* _YOUR GOAL_: Print each entry exactly, all the way through.

[INPUT DATA — start]

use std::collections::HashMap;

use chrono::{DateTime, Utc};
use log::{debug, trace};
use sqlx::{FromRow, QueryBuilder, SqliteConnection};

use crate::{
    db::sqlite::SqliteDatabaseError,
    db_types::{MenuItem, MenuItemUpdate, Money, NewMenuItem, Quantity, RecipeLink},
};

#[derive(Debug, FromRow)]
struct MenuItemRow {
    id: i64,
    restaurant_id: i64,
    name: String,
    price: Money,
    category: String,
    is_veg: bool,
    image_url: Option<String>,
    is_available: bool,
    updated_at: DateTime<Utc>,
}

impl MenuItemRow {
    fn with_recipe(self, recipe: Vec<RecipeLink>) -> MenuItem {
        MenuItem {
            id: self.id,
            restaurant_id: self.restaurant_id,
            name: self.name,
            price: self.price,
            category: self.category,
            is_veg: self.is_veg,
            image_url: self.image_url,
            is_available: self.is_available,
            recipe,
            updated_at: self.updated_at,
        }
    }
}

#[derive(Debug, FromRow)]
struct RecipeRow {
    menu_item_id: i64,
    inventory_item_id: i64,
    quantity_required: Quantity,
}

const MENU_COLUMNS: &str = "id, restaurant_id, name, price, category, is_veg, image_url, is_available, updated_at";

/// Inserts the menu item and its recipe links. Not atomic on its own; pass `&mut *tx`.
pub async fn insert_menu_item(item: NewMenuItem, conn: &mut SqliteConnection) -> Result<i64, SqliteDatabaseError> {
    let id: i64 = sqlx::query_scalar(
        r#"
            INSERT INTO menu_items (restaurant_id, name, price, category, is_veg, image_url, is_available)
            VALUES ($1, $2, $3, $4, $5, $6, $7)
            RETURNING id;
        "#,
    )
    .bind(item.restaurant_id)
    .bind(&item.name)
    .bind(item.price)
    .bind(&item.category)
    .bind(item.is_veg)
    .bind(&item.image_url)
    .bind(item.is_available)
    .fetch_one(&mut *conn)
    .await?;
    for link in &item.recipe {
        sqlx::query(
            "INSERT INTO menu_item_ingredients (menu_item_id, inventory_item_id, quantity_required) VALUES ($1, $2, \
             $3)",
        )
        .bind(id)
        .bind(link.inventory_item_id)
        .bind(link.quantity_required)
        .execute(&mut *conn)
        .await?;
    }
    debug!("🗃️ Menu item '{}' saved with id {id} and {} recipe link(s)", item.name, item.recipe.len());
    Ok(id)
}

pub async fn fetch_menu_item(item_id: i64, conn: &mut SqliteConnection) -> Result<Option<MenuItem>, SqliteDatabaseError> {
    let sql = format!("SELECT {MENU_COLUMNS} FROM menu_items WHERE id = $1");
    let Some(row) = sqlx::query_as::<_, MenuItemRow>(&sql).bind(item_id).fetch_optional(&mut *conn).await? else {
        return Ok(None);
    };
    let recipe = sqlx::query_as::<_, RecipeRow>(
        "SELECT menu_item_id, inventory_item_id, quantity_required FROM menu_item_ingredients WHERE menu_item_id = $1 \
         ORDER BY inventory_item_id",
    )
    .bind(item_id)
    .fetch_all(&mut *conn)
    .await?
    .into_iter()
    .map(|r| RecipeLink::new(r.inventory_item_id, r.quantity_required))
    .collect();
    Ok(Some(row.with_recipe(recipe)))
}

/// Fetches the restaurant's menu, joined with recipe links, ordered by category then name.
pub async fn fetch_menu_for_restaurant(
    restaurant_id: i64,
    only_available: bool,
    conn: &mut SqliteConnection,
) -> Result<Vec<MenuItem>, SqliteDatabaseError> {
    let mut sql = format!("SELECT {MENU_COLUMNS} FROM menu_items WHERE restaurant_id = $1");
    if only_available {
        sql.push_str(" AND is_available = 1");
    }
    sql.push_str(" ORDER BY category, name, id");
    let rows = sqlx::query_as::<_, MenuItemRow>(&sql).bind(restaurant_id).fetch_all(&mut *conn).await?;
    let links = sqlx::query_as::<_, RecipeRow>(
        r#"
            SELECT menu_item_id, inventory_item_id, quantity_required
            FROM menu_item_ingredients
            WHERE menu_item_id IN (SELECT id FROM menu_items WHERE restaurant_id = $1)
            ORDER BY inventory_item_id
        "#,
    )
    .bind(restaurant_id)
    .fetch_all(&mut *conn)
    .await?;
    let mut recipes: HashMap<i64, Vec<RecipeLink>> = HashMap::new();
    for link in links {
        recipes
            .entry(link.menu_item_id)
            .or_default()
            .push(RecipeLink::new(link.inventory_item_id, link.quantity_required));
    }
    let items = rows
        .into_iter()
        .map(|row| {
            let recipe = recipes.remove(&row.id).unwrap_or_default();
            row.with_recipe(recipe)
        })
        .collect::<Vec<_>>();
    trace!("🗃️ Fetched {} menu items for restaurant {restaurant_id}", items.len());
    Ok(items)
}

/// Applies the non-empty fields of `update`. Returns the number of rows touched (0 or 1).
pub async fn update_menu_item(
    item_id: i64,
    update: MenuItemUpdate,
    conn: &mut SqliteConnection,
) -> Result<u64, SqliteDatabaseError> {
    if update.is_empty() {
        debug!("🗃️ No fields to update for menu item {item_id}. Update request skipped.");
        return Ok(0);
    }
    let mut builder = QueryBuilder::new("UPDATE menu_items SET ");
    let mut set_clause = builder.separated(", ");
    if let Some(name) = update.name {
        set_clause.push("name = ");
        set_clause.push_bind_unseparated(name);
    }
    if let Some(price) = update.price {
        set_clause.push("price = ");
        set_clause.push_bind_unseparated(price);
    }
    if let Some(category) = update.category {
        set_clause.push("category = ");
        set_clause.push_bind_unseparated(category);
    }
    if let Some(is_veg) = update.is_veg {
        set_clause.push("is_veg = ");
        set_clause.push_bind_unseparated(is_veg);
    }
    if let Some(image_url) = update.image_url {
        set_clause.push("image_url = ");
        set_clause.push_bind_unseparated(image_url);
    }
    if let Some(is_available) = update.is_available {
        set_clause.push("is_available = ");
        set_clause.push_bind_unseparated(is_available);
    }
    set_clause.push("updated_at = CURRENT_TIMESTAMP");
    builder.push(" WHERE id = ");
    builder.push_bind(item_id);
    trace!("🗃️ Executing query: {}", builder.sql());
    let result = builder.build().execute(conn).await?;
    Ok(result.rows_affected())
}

[INPUT DATA — finish]

* _WRITTEN RESPONSE_:
use std::collections::HashMap;

use chrono::{DateTime, Utc};
use log::{debug, trace};
use sqlx::{FromRow, QueryBuilder, SqliteConnection};

use crate::{
    db::sqlite::SqliteDatabaseError,
    db_types::{MenuItem, MenuItemUpdate, Money, NewMenuItem, Quantity, RecipeLink},
};

#[derive(Debug, FromRow)]
struct MenuItemRow {
    id: i64,
    restaurant_id: i64,
    name: String,
    price: Money,
    category: String,
    is_veg: bool,
    image_url: Option<String>,
    is_available: bool,
    updated_at: DateTime<Utc>,
}

impl MenuItemRow {
    fn with_recipe(self, recipe: Vec<RecipeLink>) -> MenuItem {
        MenuItem {
            id: self.id,
            restaurant_id: self.restaurant_id,
            name: self.name,
            price: self.price,
            category: self.category,
            is_veg: self.is_veg,
            image_url: self.image_url,
            is_available: self.is_available,
            recipe,
            updated_at: self.updated_at,
        }
    }
}

#[derive(Debug, FromRow)]
struct RecipeRow {
    menu_item_id: i64,
    inventory_item_id: i64,
    quantity_required: Quantity,
}

const MENU_COLUMNS: &str = "id, restaurant_id, name, price, category, is_veg, image_url, is_available, updated_at";

/// Inserts the menu item and its recipe links. Not atomic on its own; pass `&mut *tx`.
pub async fn insert_menu_item(item: NewMenuItem, conn: &mut SqliteConnection) -> Result<i64, SqliteDatabaseError> {
    let id: i64 = sqlx::query_scalar(
        r#"
            INSERT INTO menu_items (restaurant_id, name, price, category, is_veg, image_url, is_available)
            VALUES ($1, $2, $3, $4, $5, $6, $7)
            RETURNING id;
        "#,
    )
    .bind(item.restaurant_id)
    .bind(&item.name)
    .bind(item.price)
    .bind(&item.category)
    .bind(item.is_veg)
    .bind(&item.image_url)
    .bind(item.is_available)
    .fetch_one(&mut *conn)
    .await?;
    for link in &item.recipe {
        sqlx::query(
            "INSERT INTO menu_item_ingredients (menu_item_id, inventory_item_id, quantity_required) VALUES ($1, $2, \
             $3)",
        )
        .bind(id)
        .bind(link.inventory_item_id)
        .bind(link.quantity_required)
        .execute(&mut *conn)
        .await?;
    }
    debug!("🗃️ Menu item '{}' saved with id {id} and {} recipe link(s)", item.name, item.recipe.len());
    Ok(id)
}

pub async fn fetch_menu_item(item_id: i64, conn: &mut SqliteConnection) -> Result<Option<MenuItem>, SqliteDatabaseError> {
    let sql = format!("SELECT {MENU_COLUMNS} FROM menu_items WHERE id = $1");
    let Some(row) = sqlx::query_as::<_, MenuItemRow>(&sql).bind(item_id).fetch_optional(&mut *conn).await? else {
        return Ok(None);
    };
    let recipe = sqlx::query_as::<_, RecipeRow>(
        "SELECT menu_item_id, inventory_item_id, quantity_required FROM menu_item_ingredients WHERE menu_item_id = $1 \
         ORDER BY inventory_item_id",
    )
    .bind(item_id)
    .fetch_all(&mut *conn)
    .await?
    .into_iter()
    .map(|r| RecipeLink::new(r.inventory_item_id, r.quantity_required))
    .collect();
    Ok(Some(row.with_recipe(recipe)))
}

/// Fetches the restaurant's menu, joined with recipe links, ordered by category then name.
pub async fn fetch_menu_for_restaurant(
    restaurant_id: i64,
    only_available: bool,
    conn: &mut SqliteConnection,
) -> Result<Vec<MenuItem>, SqliteDatabaseError> {
    let mut sql = format!("SELECT {MENU_COLUMNS} FROM menu_items WHERE restaurant_id = $1");
    if only_available {
        sql.push_str(" AND is_available = 1");
    }
    sql.push_str(" ORDER BY category, name, id");
    let rows = sqlx::query_as::<_, MenuItemRow>(&sql).bind(restaurant_id).fetch_all(&mut *conn).await?;
    let links = sqlx::query_as::<_, RecipeRow>(
        r#"
            SELECT menu_item_id, inventory_item_id, quantity_required
            FROM menu_item_ingredients
            WHERE menu_item_id IN (SELECT id FROM menu_items WHERE restaurant_id = $1)
            ORDER BY inventory_item_id
        "#,
    )
    .bind(restaurant_id)
    .fetch_all(&mut *conn)
    .await?;
    let mut recipes: HashMap<i64, Vec<RecipeLink>> = HashMap::new();
    for link in links {
        recipes
            .entry(link.menu_item_id)
            .or_default()
            .push(RecipeLink::new(link.inventory_item_id, link.quantity_required));
    }
    let items = rows
        .into_iter()
        .map(|row| {
            let recipe = recipes.remove(&row.id).unwrap_or_default();
            row.with_recipe(recipe)
        })
        .collect::<Vec<_>>();
    trace!("🗃️ Fetched {} menu items for restaurant {restaurant_id}", items.len());
    Ok(items)
}

/// Applies the non-empty fields of `update`. Returns the number of rows touched (0 or 1).
pub async fn update_menu_item(
    item_id: i64,
    update: MenuItemUpdate,
    conn: &mut SqliteConnection,
) -> Result<u64, SqliteDatabaseError> {
    if update.is_empty() {
        debug!("🗃️ No fields to update for menu item {item_id}. Update request skipped.");
        return Ok(0);
    }
    let mut builder = QueryBuilder::new("UPDATE menu_items SET ");
    let mut set_clause = builder.separated(", ");
    if let Some(name) = update.name {
        set_clause.push("name = ");
        set_clause.push_bind_unseparated(name);
    }
    if let Some(price) = update.price {
        set_clause.push("price = ");
        set_clause.push_bind_unseparated(price);
    }
    if let Some(category) = update.category {
        set_clause.push("category = ");
        set_clause.push_bind_unseparated(category);
    }
    if let Some(is_veg) = update.is_veg {
        set_clause.push("is_veg = ");
        set_clause.push_bind_unseparated(is_veg);
    }
    if let Some(image_url) = update.image_url {
        set_clause.push("image_url = ");
        set_clause.push_bind_unseparated(image_url);
    }
    if let Some(is_available) = update.is_available {
        set_clause.push("is_available = ");
        set_clause.push_bind_unseparated(is_available);
    }
    set_clause.push("updated_at = CURRENT_TIMESTAMP");
    builder.push(" WHERE id = ");
    builder.push_bind(item_id);
    trace!("🗃️ Executing query: {}", builder.sql());
    let result = builder.build().execute(conn).await?;
    Ok(result.rows_affected())
}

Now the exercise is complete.